=== What the task asks ===
If a line in the data below includes the string "NameResolutions", please return a copy of it.

[Records excerpted from a collection]
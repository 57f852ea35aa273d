//! The five persisted collections, loaded and saved by value.

use crate::db::store::KeyValueStore;
use crate::errors::AppResult;
use crate::models::member::RosterMember;
use crate::models::resolution::{DestinationResolutions, NameResolutions};
use crate::models::trip_event::TripEvent;
use crate::models::trip_record::TripRecord;
use serde::Serialize;
use serde::de::DeserializeOwned;
use std::collections::HashSet;
use tracing::debug;

pub const KEY_ROSTER: &str = "roster";
pub const KEY_EVENTS: &str = "events";
pub const KEY_RECORDS: &str = "records";
pub const KEY_NAME_RESOLUTIONS: &str = "name_resolutions";
pub const KEY_DESTINATION_RESOLUTIONS: &str = "destination_resolutions";

#[derive(Debug, Clone, Default, PartialEq)]
pub struct Workspace {
    pub roster: Vec<RosterMember>,
    pub events: Vec<TripEvent>,
    pub records: Vec<TripRecord>,
    pub name_resolutions: NameResolutions,
    pub destination_resolutions: DestinationResolutions,
}

fn read<T: DeserializeOwned + Default>(store: &dyn KeyValueStore, key: &str) -> AppResult<T> {
    match store.get(key)? {
        Some(json) => Ok(serde_json::from_str(&json)?),
        None => Ok(T::default()),
    }
}

fn write<T: Serialize>(key: &'static str, value: &T) -> AppResult<(&'static str, String)> {
    Ok((key, serde_json::to_string(value)?))
}

impl Workspace {
    pub fn load(store: &dyn KeyValueStore) -> AppResult<Self> {
        Ok(Self {
            roster: read(store, KEY_ROSTER)?,
            events: read(store, KEY_EVENTS)?,
            records: read(store, KEY_RECORDS)?,
            name_resolutions: read(store, KEY_NAME_RESOLUTIONS)?,
            destination_resolutions: read(store, KEY_DESTINATION_RESOLUTIONS)?,
        })
    }

    /// Prune stale resolutions, then write every collection in one batch.
    pub fn save(&self, store: &mut dyn KeyValueStore) -> AppResult<()> {
        let ws = prune_resolutions(self);
        let entries = [
            write(KEY_ROSTER, &ws.roster)?,
            write(KEY_EVENTS, &ws.events)?,
            write(KEY_RECORDS, &ws.records)?,
            write(KEY_NAME_RESOLUTIONS, &ws.name_resolutions)?,
            write(KEY_DESTINATION_RESOLUTIONS, &ws.destination_resolutions)?,
        ];
        store.put(&entries)
    }

    pub fn event(&self, id: &str) -> Option<&TripEvent> {
        self.events.iter().find(|e| e.id == id)
    }

    pub fn record(&self, id: &str) -> Option<&TripRecord> {
        self.records.iter().find(|r| r.id == id)
    }
}

/// Drop resolutions whose event, record or member no longer exists.
pub fn prune_resolutions(ws: &Workspace) -> Workspace {
    let event_ids: HashSet<&str> = ws.events.iter().map(|e| e.id.as_str()).collect();
    let record_ids: HashSet<&str> = ws.records.iter().map(|r| r.id.as_str()).collect();
    let member_keys: HashSet<&str> = ws.roster.iter().map(|m| m.key.as_str()).collect();

    let destination_resolutions: DestinationResolutions = ws
        .destination_resolutions
        .iter()
        .filter(|(ev, rec)| event_ids.contains(ev.as_str()) && record_ids.contains(rec.as_str()))
        .map(|(k, v)| (k.clone(), v.clone()))
        .collect();

    let name_resolutions: NameResolutions = ws
        .name_resolutions
        .iter()
        .filter(|(_, key)| member_keys.contains(key.as_str()))
        .map(|(k, v)| (k.clone(), v.clone()))
        .collect();

    let dropped = (ws.destination_resolutions.len() - destination_resolutions.len())
        + (ws.name_resolutions.len() - name_resolutions.len());
    if dropped > 0 {
        debug!(dropped, "stale resolutions pruned");
    }

    Workspace {
        roster: ws.roster.clone(),
        events: ws.events.clone(),
        records: ws.records.clone(),
        name_resolutions,
        destination_resolutions,
    }
}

=== Your solution ===
use crate::models::resolution::{DestinationResolutions, NameResolutions};
    pub name_resolutions: NameResolutions,
    let name_resolutions: NameResolutions = ws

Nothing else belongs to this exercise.